Der Kontrast zwischen Interior und Exterior könnte größer nicht sein. In dem typischen nordfriesischen Ambiente mit rauer Natur, Kopfsteinpflaster und reetgedeckten Backsteinhäusern im Sylter Kampen hat Modefilialist Meyer Potz einen neuen Store eröffnet, der die aktuellen Trends im Store-Design aufgreift: glatte Marmorflächen, Kleiderstangen in strengen geometrischen Formen, klare Linien und vor allem auffällige Spiegelelemente in Form einer verspiegelten Decke und von interessanten Drehspiegeln mit abgerundeten Ecken, die am Boden und an der Decke befestigt sind.
Innenarchitektin Claudia Breil, Inhaberin von Breil+Interior Design, Hamburg, beobachtet derzeit einen verstärkten und gezielteren Einsatz von Spiegeln im Retail-Design.

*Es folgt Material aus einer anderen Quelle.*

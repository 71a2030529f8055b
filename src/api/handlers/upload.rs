//! File upload handler
//!
//! Accepts a multipart form with a `file` field, enforces the configured
//! size cap with 413, and hands the bytes to the blob store. The returned
//! URL is what clients embed in file/image message content.

use axum::extract::{Multipart, State};
use axum::Json;

use crate::api::middleware::AuthUser;
use crate::api::ApiState;
use crate::error::{AppError, Result};
use crate::storage::BlobInfo;

pub async fn upload(
    State(state): State<ApiState>,
    _auth: AuthUser,
    mut multipart: Multipart,
) -> Result<Json<BlobInfo>> {
    let max_bytes = state.config.storage.max_file_size_bytes();

    while let Some(field) = multipart
        .next_field()
        .await
        .map_err(|e| AppError::Input(format!("invalid multipart body: {e}")))?
    {
        if field.name() != Some("file") {
            continue;
        }

        let file_name = field
            .file_name()
            .map(|n| n.to_string())
            .unwrap_or_else(|| "upload".to_string());
        let mime_type = field
            .content_type()
            .map(|m| m.to_string())
            .unwrap_or_else(|| "application/octet-stream".to_string());

        let content = field.bytes().await.map_err(|e| {
            // body-limit overruns surface as a field read error
            if e.to_string().to_lowercase().contains("length limit") {
                AppError::Oversize(format!(
                    "upload exceeds the {} MB limit",
                    state.config.storage.max_file_size_mb
                ))
            } else {
                AppError::Input(format!("reading upload: {e}"))
            }
        })?;

        if content.len() as u64 > max_bytes {
            return Err(AppError::Oversize(format!(
                "upload exceeds the {} MB limit",
                state.config.storage.max_file_size_mb
            )));
        }

        let size = content.len() as i64;
        let info = state
            .blob_store
            .upload_blob(content.to_vec(), size, &file_name, &mime_type)
            .await?;

        tracing::info!(file = %info.file_name, size, "file uploaded");
        return Ok(Json(info));
    }

    Err(AppError::Input("missing 'file' field".to_string()))
}
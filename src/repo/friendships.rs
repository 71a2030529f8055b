//! Friendship repository
//!
//! Rows store the canonical pair (`user_lo < user_hi`); callers pass any
//! order and the queries canonicalize with LEAST/GREATEST.

use sqlx::PgExecutor;

use crate::error::Result;
use crate::models::Friendship;

pub async fn are_friends(ex: impl PgExecutor<'_>, user_a: i64, user_b: i64) -> Result<bool> {
    let count: i64 = sqlx::query_scalar(
        "SELECT COUNT(*) FROM friendships \
         WHERE user_lo = LEAST($1, $2) AND user_hi = GREATEST($1, $2) AND deleted_at IS NULL",
    )
    .bind(user_a)
    .bind(user_b)
    .fetch_one(ex)
    .await?;
    Ok(count > 0)
}

/// Insert the canonicalized pair; a concurrent duplicate is a no-op.
pub async fn insert(ex: impl PgExecutor<'_>, user_a: i64, user_b: i64) -> Result<()> {
    sqlx::query(
        "INSERT INTO friendships (user_lo, user_hi) \
         VALUES (LEAST($1, $2), GREATEST($1, $2)) \
         ON CONFLICT DO NOTHING",
    )
    .bind(user_a)
    .bind(user_b)
    .execute(ex)
    .await?;
    Ok(())
}

pub async fn get_between(
    ex: impl PgExecutor<'_>,
    user_a: i64,
    user_b: i64,
) -> Result<Option<Friendship>> {
    let friendship = sqlx::query_as::<_, Friendship>(
        "SELECT id, user_lo, user_hi, created_at FROM friendships \
         WHERE user_lo = LEAST($1, $2) AND user_hi = GREATEST($1, $2) AND deleted_at IS NULL",
    )
    .bind(user_a)
    .bind(user_b)
    .fetch_optional(ex)
    .await?;
    Ok(friendship)
}

/// Ids of all friends of the user, whichever side of the pair they sit on.
pub async fn friend_ids_of(ex: impl PgExecutor<'_>, user_id: i64) -> Result<Vec<i64>> {
    let ids: Vec<i64> = sqlx::query_scalar(
        "SELECT CASE WHEN user_lo = $1 THEN user_hi ELSE user_lo END \
         FROM friendships WHERE (user_lo = $1 OR user_hi = $1) AND deleted_at IS NULL",
    )
    .bind(user_id)
    .fetch_all(ex)
    .await?;
    Ok(ids)
}
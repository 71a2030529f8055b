//! ripple: real-time instant-messaging backend
//!
//! Two processes share this crate. The chat gateway (`chatserver`) owns the
//! client sockets: frames go through the hub onto the inbound log topic, the
//! message pipeline persists and fans out, and the fan-out consumer delivers
//! to whichever sockets are local. The API server (`apiserver`) carries the
//! out-of-band surface: auth, profiles, conversations, groups, friend
//! requests and uploads.
//!
//! # Module structure
//!
//! - **`gateway`**: hub, per-connection pumps, socket admission
//! - **`service`**: resolver, message pipeline, friend workflow, groups
//! - **`bus`**: Kafka producer and consumer driver (at-least-once)
//! - **`repo`**: sqlx repositories over Postgres
//! - **`api`**: axum HTTP surface with bearer-token middleware
//! - **`auth`**: JWT, bcrypt, Redis-backed session revocation
//! - **`storage`**: local/S3 blob store behind one capability

pub mod api;
pub mod auth;
pub mod bus;
pub mod config;
pub mod error;
pub mod gateway;
pub mod models;
pub mod repo;
pub mod service;
pub mod storage;
pub mod wire;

Sie führt dies unter anderem darauf zurück, dass insbesondere im Fashion Retail ein Umdenken stattgefunden hat: „Früher wurde jeder Quadratmeter Verkaufsfläche für die Platzierung von Ware genutzt. Da galten selbst Spiegel als Raumfresser. Heute sind die Flächen insgesamt viel luftiger gestaltet, und die kuratierte Ware wird sorgfältiger inszeniert. Da kommen Spiegel nicht nur aus Service-Gründen zum Einsatz. Sie können auch ein wertvolles Element im Store-Design sein.“
Größe gewinnen
In kleinformatigen Stores können sie durch die geschickte Platzierung z.B. dazu beitragen, dass die Verkaufsfläche größer wirkt. Diesen Effekt machen sich auch die Store-Designer des neuen Concept Stores von Marc O’Polo in Stockholm zunutze. Zwei deckenhohe verspiegelte Quader im mittleren und hinteren Bereich bringen eine optische Weite in den Store. Auf der 95 qm großen Verkaufsfläche werden im monatlichen Wechsel ausgewählte Kapselkollektionen und eine monothematische Auswahl aus den Fashion- und Accessoires-Kollektionen von Marc O’Polo gezeigt.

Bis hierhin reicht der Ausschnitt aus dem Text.